XML-based text & graphics integration
Christian Märtin
Jürgen Krüger
Find


Abstract
Based on the Microsoft Office 2000 package and aligned with the current SGML editing system, the 'Office Solution' presented here shows the next evolutionary step in the application of SGML/XML and Web technologies. The development of the solution focused on intelligent, interactive graphics in combination with a proprietary navigation system and an effective model for linking text and graphics. The system is integrated into a higher level information and management system with defined access rights. ActiveX Control cannot be implemented at the present time due to security reasons.

Contents
  1. Background
  2. New XML based system
  3. Text component
  4. Graphics component
  5. Link component
  6. Visualization on the Web
  7. Conclusion
  8. Bibliography

Background
Figure 1 . SGML editing system
In October 1998, an SGML-based editing system was introduced in the Information and Communication Networks Group at Siemens AG for the purpose of making the internal guidelines, work instructions and circulars available in the Intranet in HTML format.
The system concept and prototype were presented at SGML/XML Europe '98 in Paris [MKHParis98].
The following aspects of the editing system used have remained open because of future extensions to HTML and XML functionality – including graphics options – by the W3C.
Previous Previous Table of Contents
New XML based system
During XML structural design, it was demonstrated that DTDs can be greatly simplified. Complicated link constructs originating in proprietary SGML data entry tools were completely redesigned. The premise on which the new structural design was based was that it uses few elements, attributes and content modeling in a simple main structure including graphical components. The structure should be applicable to many types of documents and it should be easy to edit the documents. More complex structures should apply these definitions to form the basic component.
The evaluation of different graphic formats and the task of finding a solution based on Microsoft Office 2000 yielded the following conclusions:
These aspects are considered in the XML system design. By structuring and correcting the Office 2000 output with special transformation scripts (Balise), valid XML can be generated from text and well-formed XML from graphics.

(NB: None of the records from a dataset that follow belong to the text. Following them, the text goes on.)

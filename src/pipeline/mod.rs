//! Match sessions and their observers
//!
//! A [`Session`] plays a series of games between two [`Learner`]s. What gets
//! printed, logged or written to CSV is decided by the observers attached to
//! it, usually built from an [`OutputConfig`].

pub mod observers;
pub mod session;

pub use observers::{
    CSV_HEADER, Channels, ConsoleObserver, CsvObserver, LogFileObserver, MetricsChannels,
    MetricsObserver, MetricsSummary, OutputConfig, ProgressObserver,
};
pub use session::{
    GameReport, PlayerGameStats, PlayerStats, Session, SessionConfig, SessionInfo, SessionSummary,
};

pub use crate::ports::{Learner, Observer};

Figure 2 . XML text/graphics system
Previous Previous Table of Contents
Text component
Since Word 2000 is used as a typographical editor and not as a structure editor, text must be transformed into parsed, valid XML. This approach guarantees the automated editing functionality within a predefined structure.
Figure 3 . XML text component
Text must be written in Word 2000 in compliance with specific restrictions – i.e., pre-defined paragraph and character formats must be used - and text must be saved as RTF (Rich Text Format).

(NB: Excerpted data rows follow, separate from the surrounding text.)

//! A human player at the terminal

use std::io::{self, BufRead, BufReader, Stdin, Stdout, Write};

use crate::{
    Error, Result,
    game::{BoardState, GameKind},
    ports::Learner,
};

/// Manual learner - asks for moves on `output` and reads them from `input`.
///
/// Tic-Tac-Toe moves are entered as `row col`, Connect-4 moves as a column.
/// Malformed or illegal input is reported and asked for again; the end of
/// the input stream is an error.
pub struct ManualLearner<R, W> {
    name: String,
    input: R,
    output: W,
}

impl ManualLearner<BufReader<Stdin>, Stdout> {
    /// Read from stdin and prompt on stdout
    pub fn stdio(name: impl Into<String>) -> Self {
        Self::new(name, BufReader::new(io::stdin()), io::stdout())
    }
}

impl<R: BufRead, W: Write> ManualLearner<R, W> {
    pub fn new(name: impl Into<String>, input: R, output: W) -> Self {
        Self {
            name: name.into(),
            input,
            output,
        }
    }

    pub fn into_output(self) -> W {
        self.output
    }

    fn prompt(&mut self, text: &str) -> Result<()> {
        write!(self.output, "{text}").map_err(|e| Error::io("write prompt", e))?;
        self.output.flush().map_err(|e| Error::io("flush prompt", e))
    }

    fn read_line(&mut self) -> Result<String> {
        let mut line = String::new();
        let read = self
            .input
            .read_line(&mut line)
            .map_err(|e| Error::io("read move", e))?;
        if read == 0 {
            return Err(Error::InputClosed);
        }
        Ok(line)
    }
}

/// Parse a move as typed by the user into an action
pub fn parse_manual_move(kind: GameKind, text: &str) -> Option<usize> {
    let numbers: Vec<usize> = text
        .split_whitespace()
        .map(str::parse)
        .collect::<std::result::Result<_, _>>()
        .ok()?;
    match (kind, numbers.as_slice()) {
        (GameKind::TicTacToe, &[row, col]) if row < kind.rows() && col < kind.cols() => {
            Some(row * kind.cols() + col)
        }
        (GameKind::Connect4, &[col]) if col < kind.cols() => Some(col),
        _ => None,
    }
}

impl<R, W> Learner for ManualLearner<R, W>
where
    R: BufRead + Send + 'static,
    W: Write + Send + 'static,
{
    fn select_move(&mut self, state: &BoardState) -> Result<usize> {
        if state.is_terminal() {
            return Err(Error::NoValidMoves);
        }
        let prompt = match state.kind {
            GameKind::TicTacToe => "Enter row and column separated by a space: ",
            GameKind::Connect4 => "Enter column: ",
        };
        loop {
            self.prompt(prompt)?;
            let line = self.read_line()?;
            match parse_manual_move(state.kind, &line) {
                Some(action) if state.is_legal(action) => return Ok(action),
                Some(_) => self.prompt("That move is not legal, try again.\n")?,
                None => self.prompt("Could not read that move, try again.\n")?,
            }
        }
    }

    fn name(&self) -> &str {
        &self.name
    }

    fn as_any(&self) -> &dyn std::any::Any {
        self
    }
}

#[cfg(test)]
mod tests {
    use std::io::Cursor;

    use super::*;

    #[test]
    fn test_parse_manual_move() {
        assert_eq!(parse_manual_move(GameKind::TicTacToe, "1 2\n"), Some(5));
        assert_eq!(parse_manual_move(GameKind::TicTacToe, "3 0"), None);
        assert_eq!(parse_manual_move(GameKind::TicTacToe, "1"), None);
        assert_eq!(parse_manual_move(GameKind::Connect4, " 6 "), Some(6));
        assert_eq!(parse_manual_move(GameKind::Connect4, "7"), None);
        assert_eq!(parse_manual_move(GameKind::Connect4, "x"), None);
    }

    #[test]
    fn test_reprompts_until_legal() -> Result<()> {
        let board = BoardState::new(GameKind::TicTacToe).make_move(4)?;
        let input = Cursor::new("oops\n1 1\n0 2\n");
        let mut human = ManualLearner::new("manual", input, Vec::new());
        assert_eq!(human.select_move(&board)?, 2);

        let output = String::from_utf8(human.into_output()).unwrap_or_default();
        assert_eq!(output.matches("Enter row and column").count(), 3);
        assert!(output.contains("Could not read"));
        assert!(output.contains("not legal"));
        Ok(())
    }

    #[test]
    fn test_end_of_input_is_an_error() {
        let board = BoardState::new(GameKind::Connect4);
        let mut human = ManualLearner::new("manual", Cursor::new(""), Vec::new());
        assert!(matches!(
            human.select_move(&board),
            Err(Error::InputClosed)
        ));
    }
}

RTF documents are converted with a Balise transformation script using a typographically oriented RTF-DTD to XML instances conformant with the desired main structure of a given user DTD.
The resulting XML text documents do not contain any executable links. However, all places that may be related to links (potential anchors) are marked in the XML documents including nessessary information for the link model.

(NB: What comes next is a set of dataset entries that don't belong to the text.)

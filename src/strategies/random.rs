//! Uniformly random play

use rand::{SeedableRng, random, rngs::StdRng, seq::IndexedRandom};

use crate::{Error, Result, game::BoardState, ports::Learner};

/// Random learner - picks a uniform legal action
///
/// In Connect-4 this is a uniform choice among the columns that are not
/// full.
pub struct RandomLearner {
    name: String,
    rng: StdRng,
}

impl RandomLearner {
    pub fn new(name: impl Into<String>) -> Self {
        Self {
            name: name.into(),
            rng: StdRng::seed_from_u64(random()),
        }
    }

    /// Create a new random learner with a deterministic seed
    pub fn with_seed(name: impl Into<String>, seed: u64) -> Self {
        Self {
            name: name.into(),
            rng: StdRng::seed_from_u64(seed),
        }
    }
}

impl Learner for RandomLearner {
    fn select_move(&mut self, state: &BoardState) -> Result<usize> {
        state
            .legal_moves()
            .choose(&mut self.rng)
            .copied()
            .ok_or(Error::NoValidMoves)
    }

    fn name(&self) -> &str {
        &self.name
    }

    fn as_any(&self) -> &dyn std::any::Any {
        self
    }

    fn set_rng_seed(&mut self, seed: u64) -> Result<()> {
        self.rng = StdRng::seed_from_u64(seed);
        Ok(())
    }
}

In addition, for semantic description of the XML document RDF metadata (Resource Description Framework, Dublin Core) must be generated in XML syntax (special metadata editor).
Previous Previous Table of Contents
Graphics component
VML and SVG are both XML applications. The graphics described with VML or SVG lose their static property (pixels) and are used for displaying information intelligently as is also possible with CGM.
A prototype system was developed in summer 1999 including CGM and VML to provide functions ranging from the generation of the participating components to processability and display options. The goal was to find a suitable format for integration in the XML system.
Graphical subcomponents can be selectively identified within an overall graphic and linked as units of information to one another and to text components. The text components can be XML elements from a text structured with a DTD or caption text taken from a graphic.
Based on a concrete example of an XML document, the prototype demonstrated the integrated use of VML and CGM:
Microsoft Internet Explorer 5 was used for the display. All conversions were performed using the Balise transformation tool.
The ISO-Draw tool was used for CGM graphics; PowerPoint 2000 and VISIO 2000 were used for VML graphics.
The results of using VML and CGM were as follows:
The findings of the prototype and the premises had the effect of focusing document contents on the VML graphics format and on Microsoft Internet Explorer 5.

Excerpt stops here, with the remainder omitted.